A largo, distante circa un miglio con coordinate imprecisate, c’è il relitto del Polluce, famoso per i tentativi, effettuati da pirati moderni, di recuperare il carico di oro e gioielli ancora presenti nello scafo. Conviene molto di più ammirare, in direzione sud, l’Isola di Montecristo che si staglia all’orizzonte con la sua forma caratteristica. Più ad Est si può distinguere in lontananza l’Isola del Giglio, poco visibile se c’è un po’ di foschia.
Doppiata la Punta si mette la prua ad ovest, passando sotto Punta Calamita, origine di leggere deviazioni magnetiche. Continuiamo a trovare gli scheletri degli impianti di estrazione che hanno modificato sensibilmente la costa con spiagge di sassi e rovine di scali artificiali. Non è facile l’approdo e non vi è un particolare interesse a scendere a terra se non per misurare sui propri piedi nudi le temperature che posso raggiungere i sassi di colore grigio scuro a metà giornata. Ci puoi cuocere un uovo!!

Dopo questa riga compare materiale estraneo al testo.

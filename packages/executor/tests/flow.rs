//! Integration coverage for a passing multi-step flow and for a timed-out
//! assertion under `bail`, driving `run_flow` against a small,
//! locally-written stand-in for the external browser CLI rather than
//! mocking the adapter itself — this exercises the real subprocess-spawn
//! path through `enbu_flow_adapter::process::invoke`.

use std::collections::HashMap;
use std::io::Write;
use std::time::Duration;

use enbu_flow_adapter::process::AdapterConfig;
use enbu_flow_adapter::BrowserAdapter;
use enbu_flow_executor::options::ExecuteOptions;
use enbu_flow_executor::progress::ProgressEmitter;
use enbu_flow_executor::run_flow;
use enbu_flow_executor::session::SessionSpec;
use enbu_flow_types::flow::{Flow, StepStatus};

/// Writes an executable shell script standing in for the external browser
/// CLI: it always reports `{"success":true,"data":...}` except for a
/// `wait` subcommand whose args mention `missing`, which sleeps long
/// enough to blow past a short auto-wait timeout (used by S2 to provoke a
/// real `Timeout`, not a simulated one).
fn write_fake_browser_cli(dir: &std::path::Path) -> std::path::PathBuf {
    let path = dir.join("fake-browser-cli.sh");
    let script = r#"#!/bin/sh
case "$1" in
  is-visible) echo '{"success":true,"data":{"visible":true}}' ;;
  is-checked) echo '{"success":true,"data":{"checked":true}}' ;;
  is-enabled) echo '{"success":true,"data":{"enabled":true}}' ;;
  wait)
    for arg in "$@"; do
      case "$arg" in
        *missing*) sleep 2 ;;
      esac
    done
    echo '{"success":true,"data":{}}'
    ;;
  *) echo '{"success":true,"data":{}}' ;;
esac
"#;
    let mut file = std::fs::File::create(&path).unwrap();
    file.write_all(script.as_bytes()).unwrap();
    #[cfg(unix)]
    {
        use std::os::unix::fs::PermissionsExt;
        let mut perms = std::fs::metadata(&path).unwrap().permissions();
        perms.set_mode(0o755);
        std::fs::set_permissions(&path, perms).unwrap();
    }
    path
}

fn adapter(dir: &std::path::Path) -> BrowserAdapter {
    let binary = write_fake_browser_cli(dir);
    BrowserAdapter::new(
        AdapterConfig { binary: binary.to_string_lossy().to_string(), ..AdapterConfig::default() },
        "it-session",
    )
}

/// S1. Happy path: every adapter call succeeds, all three steps pass.
#[tokio::test]
async fn s1_happy_path_passes_every_step() {
    let dir = tempfile::tempdir().unwrap();
    let dotenv = HashMap::new();
    let flow = enbu_flow_core::parse_flow(
        "s1",
        "- open: https://example.com\n- click: Login\n- assertVisible: Dashboard\n",
        &dotenv,
    )
    .unwrap();

    let adapter = adapter(dir.path());
    let options = ExecuteOptions::default();
    let mut buf: Vec<u8> = Vec::new();
    let mut emitter = ProgressEmitter::new(&mut buf);

    let result = run_flow(&flow, &adapter, &options, &mut emitter, None).await;

    assert_eq!(result.status, StepStatus::Passed);
    assert_eq!(result.steps.len(), 3);
    assert!(result.steps.iter().all(|s| s.status == StepStatus::Passed));
    assert!(result.is_consistent());
}

/// S2. `assertVisible: {css: "#missing"}` times out during auto-wait; with
/// `bail` set, the trailing `click` step is never dispatched.
#[tokio::test]
async fn s2_assertion_timeout_with_bail_stops_after_the_failing_step() {
    let dir = tempfile::tempdir().unwrap();
    let dotenv = HashMap::new();
    let flow = enbu_flow_core::parse_flow(
        "s2",
        "- open: https://example.com\n- assertVisible: {css: \"#missing\"}\n- click: Other\n",
        &dotenv,
    )
    .unwrap();

    let adapter = adapter(dir.path());
    let mut options = ExecuteOptions::default();
    options.bail = true;
    options.auto_wait_timeout = Duration::from_millis(100);
    options.no_screenshot_on_error = true;
    let mut buf: Vec<u8> = Vec::new();
    let mut emitter = ProgressEmitter::new(&mut buf);

    let result = run_flow(&flow, &adapter, &options, &mut emitter, None).await;

    assert_eq!(result.status, StepStatus::Failed);
    assert_eq!(result.steps.len(), 2);
    assert_eq!(result.steps[0].status, StepStatus::Passed);
    assert_eq!(result.steps[1].status, StepStatus::Failed);
    assert_eq!(result.error.as_ref().map(|e| e.step_index), Some(1));
}

/// Session identity is surfaced in the result only on failure.
#[tokio::test]
async fn session_name_is_suppressed_on_success_and_present_on_failure() {
    let dir = tempfile::tempdir().unwrap();
    let dotenv = HashMap::new();

    let passing = enbu_flow_core::parse_flow("ok", "- open: https://example.com\n", &dotenv).unwrap();
    let adapter_ok = adapter(dir.path());
    let options = ExecuteOptions { session: SessionSpec::Explicit("it-session".to_string()), ..ExecuteOptions::default() };
    let mut buf: Vec<u8> = Vec::new();
    let mut emitter = ProgressEmitter::new(&mut buf);
    let ok_result = run_flow(&passing, &adapter_ok, &options, &mut emitter, None).await;
    assert_eq!(ok_result.session_name, None);

    let failing = enbu_flow_core::parse_flow(
        "fail",
        "- assertVisible: {css: \"#missing\"}\n",
        &dotenv,
    )
    .unwrap();
    let adapter_fail = adapter(dir.path());
    let mut fail_options = options.clone();
    fail_options.auto_wait_timeout = Duration::from_millis(100);
    fail_options.no_screenshot_on_error = true;
    let mut buf2: Vec<u8> = Vec::new();
    let mut emitter2 = ProgressEmitter::new(&mut buf2);
    let fail_result = run_flow(&failing, &adapter_fail, &fail_options, &mut emitter2, None).await;
    assert_eq!(fail_result.session_name.as_deref(), Some("it-session"));
}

Altra storia per gli appassionati di minerali che frequentano l’Isola trovando innumerevoli pezzi pregiati.
Continuando la circumnavigazione, lasciamo la parte selvaggia e torniamo ad un paesaggio abitato dall’uomo. Davanti a noi si trovano le due isole Gemini, totalmente deserte. Si può passare, con attenzione, fra queste ultime e la costa mantenendosi centralmente al piccolo canale; il fondo resta ad un metro o poco più. Più al largo, lo Scoglio della Corbella è meta di immersioni.
A questo punto si posso scegliere due rotte: mettere la prua a est nord est in direzione Marina di Campo (circa 6 miglia), oppure navigare lungo costa nei due ampi golfi che si aprono a destra, Golfo Stella e Lacona, separati da una lingua di terra al cui apice (Stellino) si posso fare immersioni. Navigando con il naso all’insù sembra di vedere un catalogo di un’agenzia immobiliare. Non c’è che da scegliere la villetta giusta e… sognare. In alto sulla destra si vede il paese di Capoliveri e lungo la costa si aprono diverse spiagge.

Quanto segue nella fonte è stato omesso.